Dans Plaire, aimer et courir vite, Christophe Honoré revisite ses années 90 et signe un beau film d’apprentissage en forme d’autoportrait.
Avant de partir vers d’autres cieux, Alain Resnais proposait d’Aimer, boire et chanter. Le bien vivant Christophe Honoré reprend à son compte une partie du programme et invite lui-aussi à exulter. Le temps de son film – les années 90 sur fond de Sida – est pourtant gris. La mort rôde. Elle s’annonce d’emblée via un poignant message sur un répondeur automatique de salon (oui, la chose a existé un jour !) que reçoit Jacques (Pierre Deladonchamps). La voix d’un ami à bout de souffle envahit le petit appartement, elle demande un peu d’aide, une place pour s’éteindre : « pas envie de mourir chez mes parents, trop déprimant. » Le cœur du spectateur vise donc les 120 battements par minute. Sauf que le film d’Honoré - en lice pour la Palme d’or cannoise - s’il court vers une mort certaine, entend, dans un mouvement contraire, célébrer aussi l’amour. Mieux, un éveil au monde. Celui d’Arthur (Vincent Lacoste), un jeune provincial qui rêve de Paris, d’aventures et de modèles. Honoré lui en donne à satiété. Les siens : les écrivains écorchés Hervé Guibert et Bernard-Marie Koltès. En attendant, on découvre Arthur, innocent et solitaire, dans la pénombre d’une salle obscure d’un cinéma d’art et essais de Rennes, les yeux fatigués devant La leçon de Piano de Jane Campion qui fait trop « livre d’images » à son goût. Il s’intéresse plus à la présence de Jacques, quelques rangs plus hauts. Jacques, beau quadra, a déjà une situation (écrivain), une vie (parisienne) et un horizon (blessé). Ces deux-là se plaisent et s’aiment presque tout de suite mais devront attendre un peu avant de courir vite ensemble. L’idylle se vit d’abord à distance, même si par un magnifique jeu de montage, l’un et l’autre s’apprivoisent bien vite, se testent pour finalement s’étreindre totalement.

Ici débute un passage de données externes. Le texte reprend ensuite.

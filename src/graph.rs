use crate::errors::{Result, SamplerError};
use std::collections::VecDeque;

/// An edge between two sites.
pub type Edge = (usize, usize);

/// Lattice connectivity, as seen by the hop and exchange proposers.
pub trait Graph {
    /// Number of sites.
    fn n_sites(&self) -> usize;

    /// Neighbours of each site.
    fn adjacency_list(&self) -> &[Vec<usize>];

    /// Graph distance between every pair of sites, None when unreachable.
    fn distances(&self) -> Vec<Vec<Option<usize>>> {
        let adj = self.adjacency_list();
        (0..self.n_sites()).map(|i| bfs_distances(adj, i)).collect()
    }
}

/// Breadth first distances from `start`.
fn bfs_distances(adj: &[Vec<usize>], start: usize) -> Vec<Option<usize>> {
    let mut dist = vec![None; adj.len()];
    let mut queue = VecDeque::new();
    dist[start] = Some(0);
    queue.push_back(start);
    while let Some(site) = queue.pop_front() {
        let d = dist[site].unwrap_or_default();
        adj[site].iter().for_each(|next| {
            if dist[*next].is_none() {
                dist[*next] = Some(d + 1);
                queue.push_back(*next);
            }
        });
    }
    dist
}

/// A graph built from a list of undirected edges.
#[derive(Debug, Clone, PartialEq, Eq)]
pub struct EdgeGraph {
    edges: Vec<Edge>,
    adjacency: Vec<Vec<usize>>,
}

impl EdgeGraph {
    /// Make a graph on `n` sites. Fails if an edge leaves the graph.
    pub fn new(n: usize, edges: &[Edge]) -> Result<Self> {
        let mut adjacency = vec![vec![]; n];
        for (a, b) in edges.iter().cloned() {
            if a >= n || b >= n {
                return Err(SamplerError::construction(
                    "edges",
                    (a, b),
                    format!("edge endpoint outside of a graph with {} sites", n),
                ));
            }
            if a != b {
                adjacency[a].push(b);
                adjacency[b].push(a);
            }
        }
        // Sort just in case
        adjacency.iter_mut().for_each(|vs| {
            vs.sort_unstable();
            vs.dedup();
        });
        Ok(Self {
            edges: edges.to_vec(),
            adjacency,
        })
    }

    /// A one dimensional chain of `l` sites, optionally periodic.
    pub fn chain(l: usize, pbc: bool) -> Self {
        let mut edges: Vec<Edge> = (0..l.saturating_sub(1)).map(|i| (i, i + 1)).collect();
        if pbc && l > 2 {
            edges.push((l - 1, 0));
        }
        let mut adjacency = vec![vec![]; l];
        edges.iter().for_each(|(a, b)| {
            adjacency[*a].push(*b);
            adjacency[*b].push(*a);
        });
        adjacency.iter_mut().for_each(|vs| vs.sort_unstable());
        Self { edges, adjacency }
    }

    /// The edges used to build the graph.
    pub fn edges(&self) -> &[Edge] {
        &self.edges
    }
}

impl Graph for EdgeGraph {
    fn n_sites(&self) -> usize {
        self.adjacency.len()
    }

    fn adjacency_list(&self) -> &[Vec<usize>] {
        &self.adjacency
    }
}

Interview de Christophe Honoré, Vincent Lacoste et Pierre Deladonchamps
Le cinéma peut tout. Honoré le sait et en profite. Ces deux-là se retrouveront forcément en vrai, un peu plus tard, même si l’aîné conscient d’une fin prochaine impose des limites à cet amant juvénile qui veut tout, tout de suite. Vincent Lacoste et sa raie sur le côté de jeune premier, impose immédiatement une grâce fragile, tout en affirmant une maturité de jeu évidente. Sa présence troublante fait vibrer un film qui de fait, pâtit de son absence. Face à lui Pierre Deladonchamps dans le rôle plus ingrat du référent, peine à émouvoir. Une inégale répartition des forces qui menace l’équilibre fragile de l’ensemble. Plaire, aimer et courir vite (précisons quand même que l’on court finalement assez peu dans le film) est un long-métrage de chambre où le romantisme ici désenchanté d’Honoré (exit les hommages à Demy via Alex Beaupain) a les teintes bleutées d’une mélancolie tenace. Ce bleu que l’on retrouve partout (vêtement, décoration, lumière…) enveloppe le film d’une douceur discrète et agit comme le révélateur d’un passé recomposé avec la bienveillance d’une nostalgie assumée. Du film, on reteindra peut-être cette séquence sensible, où dans un parc, Arthur, entouré de ses amis rennais, fête sa fuite vers Paris en citant le Koltès de la Solitude des champs de coton : « La vraie et terrible cruauté est celle de l’homme ou de l’animal qui rend l’homme et l’animal inachevé… » Le jeune héros quitte avec panache et emphase les rivages de la sauvage innocence pour accomplir le roman de sa vie d’adulte. Poignant.